[EXTRACTED RECORDS]

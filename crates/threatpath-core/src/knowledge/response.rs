// threatpath-core/src/knowledge/response.rs
// ============================================================================
// Module: Response Knowledge Tables
// Description: Countermeasure costs, thresholds, mappings, and guidelines.
// Purpose: Ground decision arbitration in fixed response intelligence.
// Dependencies: none (pure static data)
// ============================================================================

//! ## Overview
//! The response tables define the candidate countermeasure per predicted
//! technique (sorted by descending impact), the base confidence threshold
//! and operational cost of each action, heuristic risk-reduction estimates,
//! fixed mitigation checklists, and heuristic CWE severities used when no
//! CVSS score is available.

// ============================================================================
// SECTION: Action Economics
// ============================================================================

/// Baseline monitoring action used as the universal fallback.
pub const MONITOR_ACTION: &str = "Monitor User Behavior";

/// Base operational cost per action, in `[0, 1]`.
pub const ACTION_COSTS: &[(&str, f64)] = &[
    ("Monitor User Behavior", 0.0),
    ("Enable Process Auditing", 0.1),
    ("Enable Logon Failure Auditing", 0.1),
    ("Alert SOC (High Priority)", 0.2),
    ("Block Inbound SMB", 0.5),
    ("Block Inbound IP", 0.5),
    ("Disable Account", 0.6),
    ("Terminate Web Shell Process", 0.7),
    ("Restore Security Configurations", 0.4),
    ("Restrict File Access", 0.5),
    ("Isolate Host", 0.9),
];

/// Returns the operational cost of an action, 0 when unmapped.
#[must_use]
pub fn action_cost(action: &str) -> f64 {
    ACTION_COSTS.iter().find(|(name, _)| *name == action).map_or(0.0, |(_, cost)| *cost)
}

/// Base decision-confidence thresholds per action.
pub const CONFIDENCE_THRESHOLDS: &[(&str, f64)] = &[
    ("Monitor User Behavior", 0.0),
    ("Enable Process Auditing", 0.1),
    ("Enable Logon Failure Auditing", 0.1),
    ("Alert SOC (High Priority)", 0.35),
    ("Block Inbound SMB", 0.6),
    ("Block Inbound IP", 0.6),
    ("Disable Account", 0.75),
    ("Terminate Web Shell Process", 0.7),
    ("Restore Security Configurations", 0.5),
    ("Restrict File Access", 0.6),
    ("Isolate Host", 0.85),
];

/// Returns the base confidence threshold of an action.
///
/// Unknown actions demand full confidence.
#[must_use]
pub fn action_threshold(action: &str) -> f64 {
    CONFIDENCE_THRESHOLDS
        .iter()
        .find(|(name, _)| *name == action)
        .map_or(1.0, |(_, threshold)| *threshold)
}

/// Heuristic risk-reduction estimates per action.
pub const RISK_REDUCTION_MAP: &[(&str, f64)] = &[
    ("Enable Logon Failure Auditing", 0.2),
    ("Disable Account", 0.95),
    ("Isolate Host", 0.99),
    ("Enable Process Auditing", 0.25),
    ("Block Inbound SMB", 0.8),
    ("Alert SOC (High Priority)", 0.5),
    ("Block Inbound IP", 0.7),
    ("Terminate Web Shell Process", 0.9),
    ("Restore Security Configurations", 0.4),
    ("Restrict File Access", 0.6),
    ("Monitor User Behavior", 0.1),
];

/// Returns the risk-reduction estimate for an action, 0.1 when unmapped.
#[must_use]
pub fn risk_reduction(action: &str) -> f64 {
    RISK_REDUCTION_MAP
        .iter()
        .find(|(name, _)| *name == action)
        .map_or(0.1, |(_, reduction)| *reduction)
}

// ============================================================================
// SECTION: Technique Responses
// ============================================================================

/// Candidate countermeasures per predicted technique, descending impact.
pub const TECHNIQUE_RESPONSE_MAP: &[(&str, &[&str])] = &[
    ("T1078", &["Disable Account", "Enable Logon Failure Auditing"]),
    ("T1110", &["Disable Account", "Enable Logon Failure Auditing"]),
    ("T1046", &["Isolate Host", "Enable Process Auditing"]),
    ("T1021", &["Isolate Host", "Block Inbound SMB"]),
    ("T1003", &["Isolate Host", "Alert SOC (High Priority)"]),
    ("T1560", &["Isolate Host", "Alert SOC (High Priority)"]),
    ("T1041", &["Isolate Host", "Alert SOC (High Priority)"]),
    ("T1486", &["Isolate Host"]),
    ("T1190", &["Isolate Host", "Enable Process Auditing"]),
    ("T1059", &["Isolate Host", "Enable Process Auditing"]),
    ("T1505", &["Isolate Host", "Terminate Web Shell Process"]),
    ("T1562", &["Isolate Host", "Restore Security Configurations"]),
    ("T1592", &["Enable Process Auditing", "Monitor User Behavior"]),
    ("T1595", &["Block Inbound IP", "Monitor User Behavior"]),
    ("T1083", &["Enable Process Auditing", "Restrict File Access"]),
];

/// Returns candidate countermeasures for a technique, monitoring fallback
/// when unmapped.
#[must_use]
pub fn response_candidates(technique: &str) -> &'static [&'static str] {
    TECHNIQUE_RESPONSE_MAP
        .iter()
        .find(|(id, _)| *id == technique)
        .map_or(&[MONITOR_ACTION], |(_, actions)| *actions)
}

/// Keywords marking an action as service-disrupting.
pub const DISRUPTIVE_KEYWORDS: &[&str] = &["Block", "Isolate", "Disable", "Reset", "Terminate"];

/// Returns whether an action name matches a disruptive keyword.
#[must_use]
pub fn is_disruptive_action(action: &str) -> bool {
    DISRUPTIVE_KEYWORDS.iter().any(|keyword| action.contains(keyword))
}

// ============================================================================
// SECTION: Mitigation Guidelines
// ============================================================================

/// Fixed mitigation checklists per action.
pub const MITIGATION_GUIDELINES: &[(&str, &[&str])] = &[
    ("Monitor User Behavior", &[
        "Increase telemetry depth for this principal.",
        "Scan session logs for unusual data access patterns.",
        "Cross-reference activity with known baseline for this role.",
    ]),
    ("Enable Process Auditing", &[
        "Activate Sysmon or similar tool to track process creation.",
        "Review command-line arguments for suspicious encoded strings.",
        "Monitor for unauthorized use of living-off-the-land (LotL) binaries.",
    ]),
    ("Enable Logon Failure Auditing", &[
        "Track source IPs of failed authentication attempts.",
        "Implement account lockout policies if not already present.",
        "Review VPN/Remote access logs for anomalous geolocation.",
    ]),
    ("Alert SOC (High Priority)", &[
        "Immediate notification to IR team for deep-dive analysis.",
        "Preserve volatile memory and artifacts on the source host.",
        "Initiate comprehensive threat hunting in the surrounding segment.",
    ]),
    ("Block Inbound SMB", &[
        "Disable NetBIOS and SMB over port 445 on the host.",
        "Verify firewall rules to restrict SMB to admin-only IPs.",
        "Review for lateral movement attempts via PsExec or WMI.",
    ]),
    ("Disable Account", &[
        "Revoke all active tokens and sessions immediately.",
        "Reset all associated secrets (passwords, MFA keys).",
        "Conduct audit of last 24 hours of account history.",
    ]),
    ("Isolate Host", &[
        "Disconnect host from all internal and external networks.",
        "For Cloud/Web assets: Suspend deployment or enable 'Maintenance Mode' in console.",
        "Scan all other hosts in the same segment for persistence.",
    ]),
    ("Block Inbound IP", &[
        "Add source IP to global edge firewall deny list.",
        "Verify if any other internal assets have communicated with this IP.",
        "Initiate WHOIS investigation to determine actor origin.",
    ]),
    ("Terminate Web Shell Process", &[
        "Identify parent process (often httpd/nginx/iis) for exploit path.",
        "Quarantine the suspected web shell file for analysis.",
        "Patch the vulnerability used to upload the shell (check CWE-434).",
    ]),
    ("Restore Security Configurations", &[
        "Re-enable Defender/AV that was likely disabled by the actor.",
        "Audit firewall rules for new 'allow' entries.",
        "Verify integrity of security logging configuration.",
    ]),
    ("Restrict File Access", &[
        "Apply Principle of Least Privilege to sensitive directories.",
        "Enable File Integrity Monitoring (FIM) for core files.",
        "Review for unauthorized modification of permission masks (CWE-264).",
    ]),
];

/// Returns the mitigation checklist for an action, empty when unmapped.
#[must_use]
pub fn mitigation_guidelines(action: &str) -> &'static [&'static str] {
    MITIGATION_GUIDELINES
        .iter()
        .find(|(name, _)| *name == action)
        .map_or(&[], |(_, guidelines)| *guidelines)
}

// ============================================================================
// SECTION: Heuristic Severities
// ============================================================================

/// Heuristic severity scores for CWEs observed without a scored CVE.
pub const CWE_HEURISTIC_SEVERITY: &[(&str, f64)] = &[
    ("CWE-78", 9.8),
    ("CWE-89", 9.8),
    ("CWE-434", 8.5),
    ("CWE-94", 9.8),
    ("CWE-287", 7.5),
    ("CWE-20", 7.0),
    ("CWE-79", 6.1),
];

/// Returns the heuristic severity for a CWE, when one exists.
#[must_use]
pub fn cwe_heuristic_severity(cwe: &str) -> Option<f64> {
    CWE_HEURISTIC_SEVERITY
        .iter()
        .find(|(id, _)| *id == cwe)
        .map(|(_, severity)| *severity)
}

[REQUIREMENT]
Look through the records above for the string "when", then copy every line that has it.

[ANSWER FOR THIS EXERCISE]
//! fixed mitigation checklists, and heuristic CWE severities used when no
/// Returns the operational cost of an action, 0 when unmapped.
/// Returns the risk-reduction estimate for an action, 0.1 when unmapped.
/// when unmapped.
/// Returns the mitigation checklist for an action, empty when unmapped.
/// Returns the heuristic severity for a CWE, when one exists.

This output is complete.